WHAT YOU ARE ASKED TO DO: If a line in the following entries contains the string "EnvFilter", it counts toward the total; report only that total.

───── DATA SECTION

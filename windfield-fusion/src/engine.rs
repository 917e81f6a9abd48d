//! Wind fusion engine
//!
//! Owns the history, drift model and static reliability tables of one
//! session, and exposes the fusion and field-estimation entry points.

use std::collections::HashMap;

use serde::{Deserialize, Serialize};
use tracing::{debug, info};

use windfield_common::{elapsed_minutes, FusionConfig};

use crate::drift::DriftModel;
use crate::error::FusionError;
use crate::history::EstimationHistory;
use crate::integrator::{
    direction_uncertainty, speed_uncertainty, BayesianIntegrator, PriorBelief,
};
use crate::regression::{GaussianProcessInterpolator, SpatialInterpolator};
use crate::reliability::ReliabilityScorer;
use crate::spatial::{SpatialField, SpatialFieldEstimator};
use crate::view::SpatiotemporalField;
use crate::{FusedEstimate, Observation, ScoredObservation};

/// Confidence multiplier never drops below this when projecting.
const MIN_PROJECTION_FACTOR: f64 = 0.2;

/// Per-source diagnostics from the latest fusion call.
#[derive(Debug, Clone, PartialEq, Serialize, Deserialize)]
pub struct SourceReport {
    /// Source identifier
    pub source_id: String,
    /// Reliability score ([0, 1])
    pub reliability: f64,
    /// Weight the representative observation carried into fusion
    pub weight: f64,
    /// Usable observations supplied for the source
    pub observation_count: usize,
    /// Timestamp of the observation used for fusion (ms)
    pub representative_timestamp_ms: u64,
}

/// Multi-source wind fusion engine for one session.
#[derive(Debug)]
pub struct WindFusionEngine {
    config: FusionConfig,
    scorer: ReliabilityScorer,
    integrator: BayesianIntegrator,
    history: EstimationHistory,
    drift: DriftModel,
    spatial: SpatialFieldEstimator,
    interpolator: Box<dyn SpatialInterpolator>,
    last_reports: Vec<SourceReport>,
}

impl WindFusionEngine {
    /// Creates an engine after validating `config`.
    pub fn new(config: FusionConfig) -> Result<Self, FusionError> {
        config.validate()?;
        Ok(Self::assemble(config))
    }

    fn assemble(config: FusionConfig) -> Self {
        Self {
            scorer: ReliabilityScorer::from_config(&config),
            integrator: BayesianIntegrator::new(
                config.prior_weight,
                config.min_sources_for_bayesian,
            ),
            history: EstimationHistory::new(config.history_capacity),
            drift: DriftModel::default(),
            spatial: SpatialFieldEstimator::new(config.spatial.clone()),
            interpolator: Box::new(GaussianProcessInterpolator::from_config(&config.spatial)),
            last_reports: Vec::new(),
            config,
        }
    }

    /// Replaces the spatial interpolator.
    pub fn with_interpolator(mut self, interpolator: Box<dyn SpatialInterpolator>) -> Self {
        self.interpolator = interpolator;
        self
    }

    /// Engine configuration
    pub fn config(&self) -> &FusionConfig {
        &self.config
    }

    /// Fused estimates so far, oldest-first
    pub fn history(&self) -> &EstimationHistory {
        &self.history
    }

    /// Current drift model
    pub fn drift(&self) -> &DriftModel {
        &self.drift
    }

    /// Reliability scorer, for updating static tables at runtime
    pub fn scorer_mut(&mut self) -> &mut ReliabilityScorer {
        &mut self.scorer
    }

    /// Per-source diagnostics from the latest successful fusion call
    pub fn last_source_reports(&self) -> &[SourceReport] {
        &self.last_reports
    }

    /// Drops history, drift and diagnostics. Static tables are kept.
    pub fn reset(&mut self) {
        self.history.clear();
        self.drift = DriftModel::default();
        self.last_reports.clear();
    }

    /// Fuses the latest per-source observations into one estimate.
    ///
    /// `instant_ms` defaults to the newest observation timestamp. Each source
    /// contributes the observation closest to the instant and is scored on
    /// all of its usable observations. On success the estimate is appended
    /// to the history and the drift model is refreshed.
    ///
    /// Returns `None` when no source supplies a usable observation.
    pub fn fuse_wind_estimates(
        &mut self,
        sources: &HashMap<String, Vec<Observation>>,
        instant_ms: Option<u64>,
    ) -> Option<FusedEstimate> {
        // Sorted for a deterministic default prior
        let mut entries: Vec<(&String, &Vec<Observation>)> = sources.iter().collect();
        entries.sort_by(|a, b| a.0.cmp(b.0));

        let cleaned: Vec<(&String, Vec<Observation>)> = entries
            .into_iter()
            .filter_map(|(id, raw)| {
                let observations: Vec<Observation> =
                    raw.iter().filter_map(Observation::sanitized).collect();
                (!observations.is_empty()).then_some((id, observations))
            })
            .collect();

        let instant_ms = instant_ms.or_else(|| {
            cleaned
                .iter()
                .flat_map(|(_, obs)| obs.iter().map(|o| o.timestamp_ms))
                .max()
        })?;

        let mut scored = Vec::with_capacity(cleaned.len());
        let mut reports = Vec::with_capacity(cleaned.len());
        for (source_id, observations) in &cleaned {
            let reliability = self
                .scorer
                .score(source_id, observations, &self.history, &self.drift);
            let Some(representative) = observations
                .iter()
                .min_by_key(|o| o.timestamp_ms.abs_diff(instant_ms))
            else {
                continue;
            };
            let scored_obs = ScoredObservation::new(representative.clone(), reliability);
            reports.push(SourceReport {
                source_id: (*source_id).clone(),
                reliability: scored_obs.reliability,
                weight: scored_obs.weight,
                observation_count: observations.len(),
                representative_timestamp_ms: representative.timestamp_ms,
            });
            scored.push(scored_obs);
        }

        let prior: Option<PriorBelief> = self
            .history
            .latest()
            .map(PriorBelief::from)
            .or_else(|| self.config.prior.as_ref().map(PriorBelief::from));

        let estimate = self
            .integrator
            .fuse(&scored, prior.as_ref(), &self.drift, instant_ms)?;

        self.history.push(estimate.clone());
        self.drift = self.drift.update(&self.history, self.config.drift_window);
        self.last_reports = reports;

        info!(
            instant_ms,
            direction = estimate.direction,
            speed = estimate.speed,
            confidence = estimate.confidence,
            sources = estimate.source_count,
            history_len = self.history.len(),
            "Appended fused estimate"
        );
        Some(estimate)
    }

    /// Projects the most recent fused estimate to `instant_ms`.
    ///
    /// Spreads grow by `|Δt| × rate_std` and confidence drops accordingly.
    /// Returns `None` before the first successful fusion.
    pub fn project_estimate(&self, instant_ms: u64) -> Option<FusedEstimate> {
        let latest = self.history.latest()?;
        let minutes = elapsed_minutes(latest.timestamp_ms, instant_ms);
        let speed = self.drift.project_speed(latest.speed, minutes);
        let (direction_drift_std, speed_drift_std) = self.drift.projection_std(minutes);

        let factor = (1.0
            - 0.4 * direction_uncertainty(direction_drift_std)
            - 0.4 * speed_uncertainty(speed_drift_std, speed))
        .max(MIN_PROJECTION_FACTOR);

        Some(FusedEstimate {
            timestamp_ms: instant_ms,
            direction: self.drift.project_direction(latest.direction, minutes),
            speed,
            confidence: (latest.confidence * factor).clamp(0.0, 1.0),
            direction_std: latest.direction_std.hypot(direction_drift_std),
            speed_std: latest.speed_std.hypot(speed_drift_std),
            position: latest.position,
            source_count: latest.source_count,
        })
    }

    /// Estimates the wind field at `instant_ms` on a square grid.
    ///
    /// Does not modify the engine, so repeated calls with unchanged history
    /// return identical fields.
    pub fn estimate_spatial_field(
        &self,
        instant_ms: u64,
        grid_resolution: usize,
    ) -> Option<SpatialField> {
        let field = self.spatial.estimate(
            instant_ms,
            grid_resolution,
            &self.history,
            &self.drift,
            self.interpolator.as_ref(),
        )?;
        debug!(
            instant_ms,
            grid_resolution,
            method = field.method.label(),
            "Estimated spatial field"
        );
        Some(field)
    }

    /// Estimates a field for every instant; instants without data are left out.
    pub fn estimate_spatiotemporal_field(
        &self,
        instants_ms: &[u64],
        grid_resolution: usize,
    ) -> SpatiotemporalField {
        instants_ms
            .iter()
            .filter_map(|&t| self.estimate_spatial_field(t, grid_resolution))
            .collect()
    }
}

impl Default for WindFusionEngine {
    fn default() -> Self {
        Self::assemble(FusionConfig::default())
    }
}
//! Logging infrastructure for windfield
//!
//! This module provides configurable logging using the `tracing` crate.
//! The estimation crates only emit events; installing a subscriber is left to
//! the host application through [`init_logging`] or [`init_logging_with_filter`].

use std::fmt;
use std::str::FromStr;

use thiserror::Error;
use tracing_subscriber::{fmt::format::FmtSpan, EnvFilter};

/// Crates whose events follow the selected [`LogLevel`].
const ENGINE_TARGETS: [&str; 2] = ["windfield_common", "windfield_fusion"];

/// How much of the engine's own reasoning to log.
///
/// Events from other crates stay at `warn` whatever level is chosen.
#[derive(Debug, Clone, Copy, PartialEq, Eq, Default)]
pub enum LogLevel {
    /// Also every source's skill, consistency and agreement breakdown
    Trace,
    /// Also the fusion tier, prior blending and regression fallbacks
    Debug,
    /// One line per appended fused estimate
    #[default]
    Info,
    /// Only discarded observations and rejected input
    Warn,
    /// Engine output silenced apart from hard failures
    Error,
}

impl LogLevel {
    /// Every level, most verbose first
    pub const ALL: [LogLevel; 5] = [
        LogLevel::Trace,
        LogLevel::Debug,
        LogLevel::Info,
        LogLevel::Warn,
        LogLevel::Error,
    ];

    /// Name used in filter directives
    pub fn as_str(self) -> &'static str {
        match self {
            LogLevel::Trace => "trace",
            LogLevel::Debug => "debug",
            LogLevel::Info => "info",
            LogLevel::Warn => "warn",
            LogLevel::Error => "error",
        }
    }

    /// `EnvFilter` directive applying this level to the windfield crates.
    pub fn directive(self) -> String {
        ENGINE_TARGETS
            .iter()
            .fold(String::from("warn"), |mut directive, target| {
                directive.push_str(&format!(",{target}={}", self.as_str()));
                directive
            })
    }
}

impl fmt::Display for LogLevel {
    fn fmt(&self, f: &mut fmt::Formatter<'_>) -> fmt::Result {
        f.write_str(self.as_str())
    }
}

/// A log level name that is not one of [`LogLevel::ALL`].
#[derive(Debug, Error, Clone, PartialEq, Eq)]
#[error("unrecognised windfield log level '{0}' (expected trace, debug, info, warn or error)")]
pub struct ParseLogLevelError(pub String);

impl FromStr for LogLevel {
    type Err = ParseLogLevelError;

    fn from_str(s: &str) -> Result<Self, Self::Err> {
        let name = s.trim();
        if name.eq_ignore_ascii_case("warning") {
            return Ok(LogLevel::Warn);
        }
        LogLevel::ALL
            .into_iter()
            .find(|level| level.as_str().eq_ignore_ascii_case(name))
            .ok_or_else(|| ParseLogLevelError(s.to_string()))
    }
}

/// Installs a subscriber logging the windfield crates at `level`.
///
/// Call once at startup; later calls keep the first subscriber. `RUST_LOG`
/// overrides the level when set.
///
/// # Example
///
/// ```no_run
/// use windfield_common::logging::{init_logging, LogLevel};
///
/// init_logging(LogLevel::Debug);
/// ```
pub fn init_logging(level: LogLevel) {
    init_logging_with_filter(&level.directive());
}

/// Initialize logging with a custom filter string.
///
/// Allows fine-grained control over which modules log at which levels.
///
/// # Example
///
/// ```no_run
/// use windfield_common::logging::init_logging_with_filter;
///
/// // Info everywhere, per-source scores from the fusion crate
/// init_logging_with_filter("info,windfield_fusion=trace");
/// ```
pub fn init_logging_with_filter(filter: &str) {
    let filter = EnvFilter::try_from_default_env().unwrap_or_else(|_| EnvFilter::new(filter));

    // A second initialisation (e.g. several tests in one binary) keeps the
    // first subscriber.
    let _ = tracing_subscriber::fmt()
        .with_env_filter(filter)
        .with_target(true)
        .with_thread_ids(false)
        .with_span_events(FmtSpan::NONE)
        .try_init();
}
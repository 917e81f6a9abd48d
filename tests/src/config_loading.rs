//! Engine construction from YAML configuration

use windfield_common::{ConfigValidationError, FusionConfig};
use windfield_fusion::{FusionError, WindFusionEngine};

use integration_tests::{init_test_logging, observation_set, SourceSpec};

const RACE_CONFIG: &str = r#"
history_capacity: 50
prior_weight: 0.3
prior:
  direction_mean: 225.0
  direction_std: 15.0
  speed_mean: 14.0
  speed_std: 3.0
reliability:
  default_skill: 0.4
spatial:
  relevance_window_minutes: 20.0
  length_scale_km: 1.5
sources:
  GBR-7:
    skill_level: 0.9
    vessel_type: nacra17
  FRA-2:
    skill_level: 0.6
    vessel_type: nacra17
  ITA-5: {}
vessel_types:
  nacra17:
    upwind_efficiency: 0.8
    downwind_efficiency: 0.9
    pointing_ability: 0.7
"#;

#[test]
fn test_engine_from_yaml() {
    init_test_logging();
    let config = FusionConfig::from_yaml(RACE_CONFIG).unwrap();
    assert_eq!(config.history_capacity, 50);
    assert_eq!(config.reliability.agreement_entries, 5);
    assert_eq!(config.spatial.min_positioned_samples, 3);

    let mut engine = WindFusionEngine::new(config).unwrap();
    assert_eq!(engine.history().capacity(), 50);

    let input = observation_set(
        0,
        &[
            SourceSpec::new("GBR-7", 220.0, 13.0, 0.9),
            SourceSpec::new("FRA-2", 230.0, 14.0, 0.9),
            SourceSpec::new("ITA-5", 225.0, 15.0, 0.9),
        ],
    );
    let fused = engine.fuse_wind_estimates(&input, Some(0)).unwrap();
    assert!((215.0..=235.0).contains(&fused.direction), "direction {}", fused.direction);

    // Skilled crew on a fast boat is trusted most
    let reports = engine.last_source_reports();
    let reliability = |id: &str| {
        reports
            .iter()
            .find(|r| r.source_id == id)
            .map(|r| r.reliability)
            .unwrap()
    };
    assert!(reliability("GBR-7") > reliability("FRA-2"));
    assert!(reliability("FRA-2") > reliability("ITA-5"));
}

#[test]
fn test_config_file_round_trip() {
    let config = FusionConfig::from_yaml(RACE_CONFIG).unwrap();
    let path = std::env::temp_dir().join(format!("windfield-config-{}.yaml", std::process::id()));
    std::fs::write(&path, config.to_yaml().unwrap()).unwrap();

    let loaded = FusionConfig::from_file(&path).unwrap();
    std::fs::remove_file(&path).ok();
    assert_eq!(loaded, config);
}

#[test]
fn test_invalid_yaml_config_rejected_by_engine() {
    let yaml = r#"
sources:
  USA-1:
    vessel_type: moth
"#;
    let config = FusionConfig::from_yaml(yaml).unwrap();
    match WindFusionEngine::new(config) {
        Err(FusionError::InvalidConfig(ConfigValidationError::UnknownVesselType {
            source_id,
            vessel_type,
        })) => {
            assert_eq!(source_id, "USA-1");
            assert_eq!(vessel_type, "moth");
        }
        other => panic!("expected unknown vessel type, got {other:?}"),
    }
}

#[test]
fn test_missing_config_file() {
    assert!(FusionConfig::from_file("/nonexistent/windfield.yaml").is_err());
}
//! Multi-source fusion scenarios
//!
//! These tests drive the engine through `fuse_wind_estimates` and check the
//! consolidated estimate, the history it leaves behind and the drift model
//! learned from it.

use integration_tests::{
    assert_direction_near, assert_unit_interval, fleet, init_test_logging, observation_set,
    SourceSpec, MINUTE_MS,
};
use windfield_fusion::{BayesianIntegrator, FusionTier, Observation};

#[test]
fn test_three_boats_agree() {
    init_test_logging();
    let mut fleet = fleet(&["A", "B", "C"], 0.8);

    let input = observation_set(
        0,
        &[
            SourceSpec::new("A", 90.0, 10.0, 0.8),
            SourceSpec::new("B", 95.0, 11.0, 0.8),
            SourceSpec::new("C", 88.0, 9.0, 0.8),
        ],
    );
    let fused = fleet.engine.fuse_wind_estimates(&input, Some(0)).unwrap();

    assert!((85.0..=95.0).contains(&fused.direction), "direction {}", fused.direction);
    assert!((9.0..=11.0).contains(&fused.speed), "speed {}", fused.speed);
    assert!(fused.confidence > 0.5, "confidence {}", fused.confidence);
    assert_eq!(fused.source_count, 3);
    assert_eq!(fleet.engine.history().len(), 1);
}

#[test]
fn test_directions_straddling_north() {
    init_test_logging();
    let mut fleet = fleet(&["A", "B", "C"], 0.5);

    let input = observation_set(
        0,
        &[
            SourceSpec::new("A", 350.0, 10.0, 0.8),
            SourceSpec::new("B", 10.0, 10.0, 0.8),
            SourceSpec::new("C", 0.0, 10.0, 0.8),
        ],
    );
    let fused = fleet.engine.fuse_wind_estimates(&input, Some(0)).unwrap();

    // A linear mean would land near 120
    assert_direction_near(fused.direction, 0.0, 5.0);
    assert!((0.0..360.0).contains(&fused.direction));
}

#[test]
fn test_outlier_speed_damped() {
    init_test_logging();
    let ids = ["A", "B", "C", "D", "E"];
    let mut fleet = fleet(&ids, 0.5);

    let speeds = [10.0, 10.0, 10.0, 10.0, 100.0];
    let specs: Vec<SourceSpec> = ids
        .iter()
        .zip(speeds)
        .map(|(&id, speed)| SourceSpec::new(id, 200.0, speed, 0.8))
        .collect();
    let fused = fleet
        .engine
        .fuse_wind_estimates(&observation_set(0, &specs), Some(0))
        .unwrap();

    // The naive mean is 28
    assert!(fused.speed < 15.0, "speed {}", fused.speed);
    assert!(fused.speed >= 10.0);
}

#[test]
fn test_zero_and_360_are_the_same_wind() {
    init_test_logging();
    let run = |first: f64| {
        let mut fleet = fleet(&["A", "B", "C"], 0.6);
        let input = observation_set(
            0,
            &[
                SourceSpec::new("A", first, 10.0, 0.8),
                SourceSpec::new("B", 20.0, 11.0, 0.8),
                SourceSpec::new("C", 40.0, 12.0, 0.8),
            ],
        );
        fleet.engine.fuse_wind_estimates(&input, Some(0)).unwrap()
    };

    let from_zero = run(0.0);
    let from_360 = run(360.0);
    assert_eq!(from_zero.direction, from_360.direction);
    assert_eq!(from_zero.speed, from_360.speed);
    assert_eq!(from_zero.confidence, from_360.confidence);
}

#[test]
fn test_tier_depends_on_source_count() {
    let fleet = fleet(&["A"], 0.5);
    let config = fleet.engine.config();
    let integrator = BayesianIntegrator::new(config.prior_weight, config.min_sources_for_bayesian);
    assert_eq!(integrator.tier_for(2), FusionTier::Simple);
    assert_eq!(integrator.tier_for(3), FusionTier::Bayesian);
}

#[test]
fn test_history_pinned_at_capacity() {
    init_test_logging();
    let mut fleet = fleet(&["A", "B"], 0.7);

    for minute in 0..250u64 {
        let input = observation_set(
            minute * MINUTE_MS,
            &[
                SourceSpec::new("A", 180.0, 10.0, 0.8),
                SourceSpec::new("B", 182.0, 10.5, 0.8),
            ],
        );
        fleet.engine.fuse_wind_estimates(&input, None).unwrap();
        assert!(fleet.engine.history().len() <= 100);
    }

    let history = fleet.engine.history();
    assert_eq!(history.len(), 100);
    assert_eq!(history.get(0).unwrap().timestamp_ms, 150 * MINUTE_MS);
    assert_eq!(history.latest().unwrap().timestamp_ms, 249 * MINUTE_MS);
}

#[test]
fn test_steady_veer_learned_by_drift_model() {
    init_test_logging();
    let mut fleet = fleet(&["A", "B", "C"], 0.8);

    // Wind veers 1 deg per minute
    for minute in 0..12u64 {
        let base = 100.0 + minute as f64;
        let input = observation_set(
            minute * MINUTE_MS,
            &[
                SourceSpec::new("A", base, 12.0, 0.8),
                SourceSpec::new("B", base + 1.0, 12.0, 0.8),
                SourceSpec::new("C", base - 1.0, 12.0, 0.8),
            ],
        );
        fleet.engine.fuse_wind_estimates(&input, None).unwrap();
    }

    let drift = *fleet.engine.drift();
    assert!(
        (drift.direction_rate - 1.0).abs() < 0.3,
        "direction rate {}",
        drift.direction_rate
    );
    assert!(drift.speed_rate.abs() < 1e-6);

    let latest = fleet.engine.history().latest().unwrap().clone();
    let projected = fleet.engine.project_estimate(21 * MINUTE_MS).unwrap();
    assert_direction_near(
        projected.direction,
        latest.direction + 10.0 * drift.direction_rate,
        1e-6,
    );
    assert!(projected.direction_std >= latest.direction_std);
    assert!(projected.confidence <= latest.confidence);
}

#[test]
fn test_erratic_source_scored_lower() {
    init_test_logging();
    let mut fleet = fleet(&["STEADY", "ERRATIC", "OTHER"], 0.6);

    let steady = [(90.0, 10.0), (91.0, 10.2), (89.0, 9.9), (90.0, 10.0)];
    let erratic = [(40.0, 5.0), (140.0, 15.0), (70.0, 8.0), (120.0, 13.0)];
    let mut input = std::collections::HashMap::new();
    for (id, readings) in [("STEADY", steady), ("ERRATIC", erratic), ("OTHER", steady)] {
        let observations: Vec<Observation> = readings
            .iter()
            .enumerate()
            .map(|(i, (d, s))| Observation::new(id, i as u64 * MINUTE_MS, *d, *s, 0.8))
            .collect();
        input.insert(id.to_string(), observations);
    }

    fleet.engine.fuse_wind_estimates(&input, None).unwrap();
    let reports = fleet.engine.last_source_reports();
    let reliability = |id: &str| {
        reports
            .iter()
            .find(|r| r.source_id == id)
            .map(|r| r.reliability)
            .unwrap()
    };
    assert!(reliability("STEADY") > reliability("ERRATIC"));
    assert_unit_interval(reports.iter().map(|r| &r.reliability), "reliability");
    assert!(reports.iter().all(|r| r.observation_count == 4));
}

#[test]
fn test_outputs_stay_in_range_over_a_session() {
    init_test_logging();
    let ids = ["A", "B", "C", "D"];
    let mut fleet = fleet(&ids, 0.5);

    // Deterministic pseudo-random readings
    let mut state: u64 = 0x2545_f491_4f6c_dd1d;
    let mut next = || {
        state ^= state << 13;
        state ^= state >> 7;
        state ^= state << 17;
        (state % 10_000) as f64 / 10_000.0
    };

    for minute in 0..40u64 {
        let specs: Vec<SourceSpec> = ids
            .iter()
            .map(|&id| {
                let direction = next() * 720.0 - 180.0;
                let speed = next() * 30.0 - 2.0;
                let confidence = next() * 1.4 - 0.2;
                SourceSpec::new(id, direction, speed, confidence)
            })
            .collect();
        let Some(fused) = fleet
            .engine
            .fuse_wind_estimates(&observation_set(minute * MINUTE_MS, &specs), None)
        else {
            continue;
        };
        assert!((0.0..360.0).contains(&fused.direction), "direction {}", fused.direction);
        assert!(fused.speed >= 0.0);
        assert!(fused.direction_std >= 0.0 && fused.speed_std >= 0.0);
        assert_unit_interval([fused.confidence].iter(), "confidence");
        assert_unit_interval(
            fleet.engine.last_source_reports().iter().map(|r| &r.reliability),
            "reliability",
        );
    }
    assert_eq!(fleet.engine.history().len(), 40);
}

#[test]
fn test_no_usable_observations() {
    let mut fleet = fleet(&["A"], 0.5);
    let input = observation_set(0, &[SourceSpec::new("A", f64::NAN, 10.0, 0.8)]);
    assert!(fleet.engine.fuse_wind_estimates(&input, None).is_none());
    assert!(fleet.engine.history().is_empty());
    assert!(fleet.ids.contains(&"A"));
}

──────────

ANSWER SECTION: 3